Advanced issues status updates on products affected by cyber-attack

Advanced has issued a status update on each of their products affected by the cyber-attack, including its Adastra software which works with 85% of NHS 111 services.

The ransomware attack, which caused a major outage on 4 August of multiple health and care systems provided by Advanced, caused disruption for many customer groups, including those who use the NHS 111 service.

In the most recent update on the webpage on 19 August, Advanced have confirmed for NHS 111 customers using Adastra that they have now completed their internal security assurance activity and will be sharing evidence with NHS and NCSC [National Cyber Security]  for review.

The recovery update also says: “Once the evidence provides a high confidence level this will be communicated through via the NHS England and EPRR incident management team and customers will be able to reconnect in line with the process set out by NHS England.”

Advanced will be moving forward with the phased process of bringing these organisations back online today (22 August), with the order in which providers reconnect to Adastra being set by the NHS England EPRR incident management team.
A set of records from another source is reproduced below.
//! buildbuddy - incremental build tool

mod cli;
mod exit_codes;
mod pipeline;

use clap::Parser;
use tracing_subscriber::{layer::SubscriberExt, util::SubscriberInitExt, EnvFilter, Layer};

use buildbuddy_core::BuildError;
use cli::Cli;

fn main() {
    let cli = Cli::parse();
    let _guard = init_tracing(cli.verbose, cli.quiet);

    if let Err(e) = cli.execute() {
        cli::output::error(&format!("{:#}", e));
        std::process::exit(exit_code(&e));
    }
}

fn exit_code(error: &anyhow::Error) -> i32 {
    match error.downcast_ref::<BuildError>() {
        Some(e) if e.is_configuration() => exit_codes::CONFIG_ERROR,
        Some(_) => exit_codes::BUILD_ERROR,
        None => exit_codes::ERROR,
    }
}

/// Set up tracing with two layers:
/// - Console: controlled by RUST_LOG (default: warn, info with --verbose)
/// - File: always debug-level JSON to ~/.buildbuddy/logs/
fn init_tracing(verbose: bool, quiet: bool) -> Option<tracing_appender::non_blocking::WorkerGuard> {
    let default_level = match (verbose, quiet) {
        (true, _) => "info",
        (_, true) => "error",
        _ => "warn",
    };
    let console_filter =
        EnvFilter::try_from_default_env().unwrap_or_else(|_| EnvFilter::new(default_level));

    if let Some(log_dir) = log_directory() {
        let file_appender = tracing_appender::rolling::daily(&log_dir, "buildbuddy.log");
        let (non_blocking, guard) = tracing_appender::non_blocking(file_appender);

        tracing_subscriber::registry()
            .with(
                tracing_subscriber::fmt::layer()
                    .with_target(false)
                    .with_writer(std::io::stderr)
                    .with_filter(console_filter),
            )
            .with(
                tracing_subscriber::fmt::layer()
                    .json()
                    .with_writer(non_blocking)
                    .with_target(true)
                    .with_filter(EnvFilter::new("debug")),
            )
            .init();

        return Some(guard);
    }

    // Fallback: console only
    tracing_subscriber::registry()
        .with(
            tracing_subscriber::fmt::layer()
                .with_target(false)
                .with_writer(std::io::stderr)
                .with_filter(console_filter),
        )
        .init();

    None
}

/// Returns the log directory path, creating it if needed.
fn log_directory() -> Option<std::path::PathBuf> {
    let log_dir = dirs::home_dir()?.join(".buildbuddy").join("logs");
    std::fs::create_dir_all(&log_dir).ok()?;
    Some(log_dir)
}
Other Advanced products affected by the cyber-attack include Staffplan, Carenotes, Caresys and Crosscare. For Staffplan customers, Advanced confirmed that they have been able to make data extracts available to assist organisations in their day-to-day operations.
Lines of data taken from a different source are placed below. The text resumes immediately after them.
//! Configuration loading

use std::path::{Path, PathBuf};

use tracing::{debug, info};

use crate::error::{ConfigError, Result};

use super::defaults::config_file_names;
use super::types::BuildConfig;
use super::validation::validate_config;

/// Load a build file. Relative paths inside it are resolved against the
/// directory that holds it.
pub fn load_config(path: &Path) -> Result<BuildConfig> {
    let format = if path.extension().is_some_and(|e| e == "toml") {
        "TOML"
    } else {
        "YAML"
    };
    info!(path = %path.display(), format, "loading build file");

    let content = std::fs::read_to_string(path).map_err(ConfigError::Io)?;

    let config: BuildConfig = if format == "TOML" {
        toml::from_str(&content).map_err(ConfigError::TomlError)?
    } else {
        serde_yaml::from_str(&content).map_err(ConfigError::YamlError)?
    };

    validate_config(&config)?;
    debug!(path = %path.display(), "build file loaded and validated");

    let base = path.parent().unwrap_or_else(|| Path::new("."));
    Ok(config.resolve_paths(base))
}

/// Find a build file in `start_dir` or its parents. The first match wins.
pub fn find_config(start_dir: &Path) -> Option<PathBuf> {
    debug!(start_dir = %start_dir.display(), "searching for build file");
    let mut current = start_dir.to_path_buf();

    loop {
        for name in config_file_names() {
            let config_path = current.join(name);
            if config_path.exists() {
                info!(path = %config_path.display(), "found build file");
                return Some(config_path);
            }
        }

        if !current.pop() {
            break;
        }
    }

    debug!("no build file found");
    None
}

/// Load the build file from a directory (searching parent directories)
pub fn load_config_from_dir(dir: &Path) -> Result<(BuildConfig, PathBuf)> {
    let config_path = find_config(dir).ok_or_else(|| ConfigError::NotFound(dir.to_path_buf()))?;

    let config = load_config(&config_path)?;
    Ok((config, config_path))
}

#[cfg(test)]
mod tests {
    use super::*;
    use crate::config::StepKind;
    use crate::error::BuildError;
    use crate::hash::HashAlgorithm;
    use tempfile::TempDir;

    const BUILD_TOML: &str = r#"
name = "demo"

[build]
root = "out"
hash = "sha512"

[[sources]]
id = "main"
path = "src/main"

[[steps]]
id = "compile"
kind = "javac"
release = 21
depends_on = ["main"]

[[steps]]
id = "bound"
kind = "bind"
paths = { "." = "classes" }
"#;

    #[test]
    fn test_find_config_in_parent() {
        let temp = TempDir::new().unwrap();
        let config_path = temp.path().join("buildbuddy.toml");
        std::fs::write(&config_path, "").unwrap();
        let nested = temp.path().join("a").join("b");
        std::fs::create_dir_all(&nested).unwrap();

        assert_eq!(find_config(&nested), Some(config_path));
    }

    #[test]
    fn test_find_config_prefers_toml_over_yaml() {
        let temp = TempDir::new().unwrap();
        let toml_path = temp.path().join("buildbuddy.toml");
        std::fs::write(&toml_path, "").unwrap();
        std::fs::write(temp.path().join("buildbuddy.yaml"), "").unwrap();

        assert_eq!(find_config(temp.path()), Some(toml_path));
    }

    #[test]
    fn test_load_config_toml() {
        let temp = TempDir::new().unwrap();
        let config_path = temp.path().join("buildbuddy.toml");
        std::fs::write(&config_path, BUILD_TOML).unwrap();

        let config = load_config(&config_path).unwrap();
        assert_eq!(config.name.as_deref(), Some("demo"));
        assert_eq!(config.build.hash, HashAlgorithm::Sha512);
        assert_eq!(config.build.root, temp.path().join("out"));
        assert_eq!(config.sources[0].path, temp.path().join("src/main"));
        assert_eq!(config.steps.len(), 2);
        assert!(matches!(
            config.steps[0].kind,
            StepKind::Javac {
                release: Some(21),
                ..
            }
        ));
        assert!(config.steps[1].depends_on.is_none());
    }

    #[test]
    fn test_load_config_yaml() {
        let temp = TempDir::new().unwrap();
        let config_path = temp.path().join("buildbuddy.yaml");
        std::fs::write(
            &config_path,
            "sources:\n  - id: main\n    path: src\nsteps:\n  - id: copy\n    kind: process\n    program: cp\n    args: [\"-r\", \"src\", \"{next}\"]\n",
        )
        .unwrap();

        let config = load_config(&config_path).unwrap();
        assert_eq!(config.steps[0].kind.name(), "process");
    }

    #[test]
    fn test_load_config_missing_dir() {
        let temp = TempDir::new().unwrap();
        let err = load_config_from_dir(temp.path()).unwrap_err();
        assert!(matches!(err, BuildError::Config(_)));
        assert!(err.is_configuration());
    }
}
Most Carenotes customers now have access to their log shipping data and for those who do not, Advanced are continuing to contact them on a one-to-one basis to discuss data requirements.

For Caresys and Crosscare customers, they are still working through their technical assessment to determine the next steps towards recovery.

Advanced said on their webpage last Friday: “While our recovery work progresses, we thank customers for continuing to implement their contingency measures.

“We will provide regular, service-specific updates on our website portal as our efforts progress and hope to be in a position to provide more concrete news on timelines by the end of next week.”

On 11 August Digital Health News reported that Advanced were in the early stages of a forensic investigation into the ransomware incident which is aiming to find out the root cause and whether sensitive patient data has been accessed.

The latest update is that this is progressing in line with the timeline and plan and Advanced are now building a much clearer picture of the incident’s root cause. They will soon be in a position to confirm and share indicators of compromise (IOCs) with customers on request.

The third-party experts, including Mandiant and Microsoft DART, are also well advanced in their investigation into any potential data impact as a result of the incident. Advanced say they will update customers as appropriate and comply with any applicable notification obligations.

Advanced rounded off the latest security incident update by saying: “We recognise that this has been a challenging time for our customers and we appreciate your patience and understanding as we work to recover from this attack.

“We continue to prioritise the safety and security in all of our decision making and are approaching this restoration process with diligence and rigour.”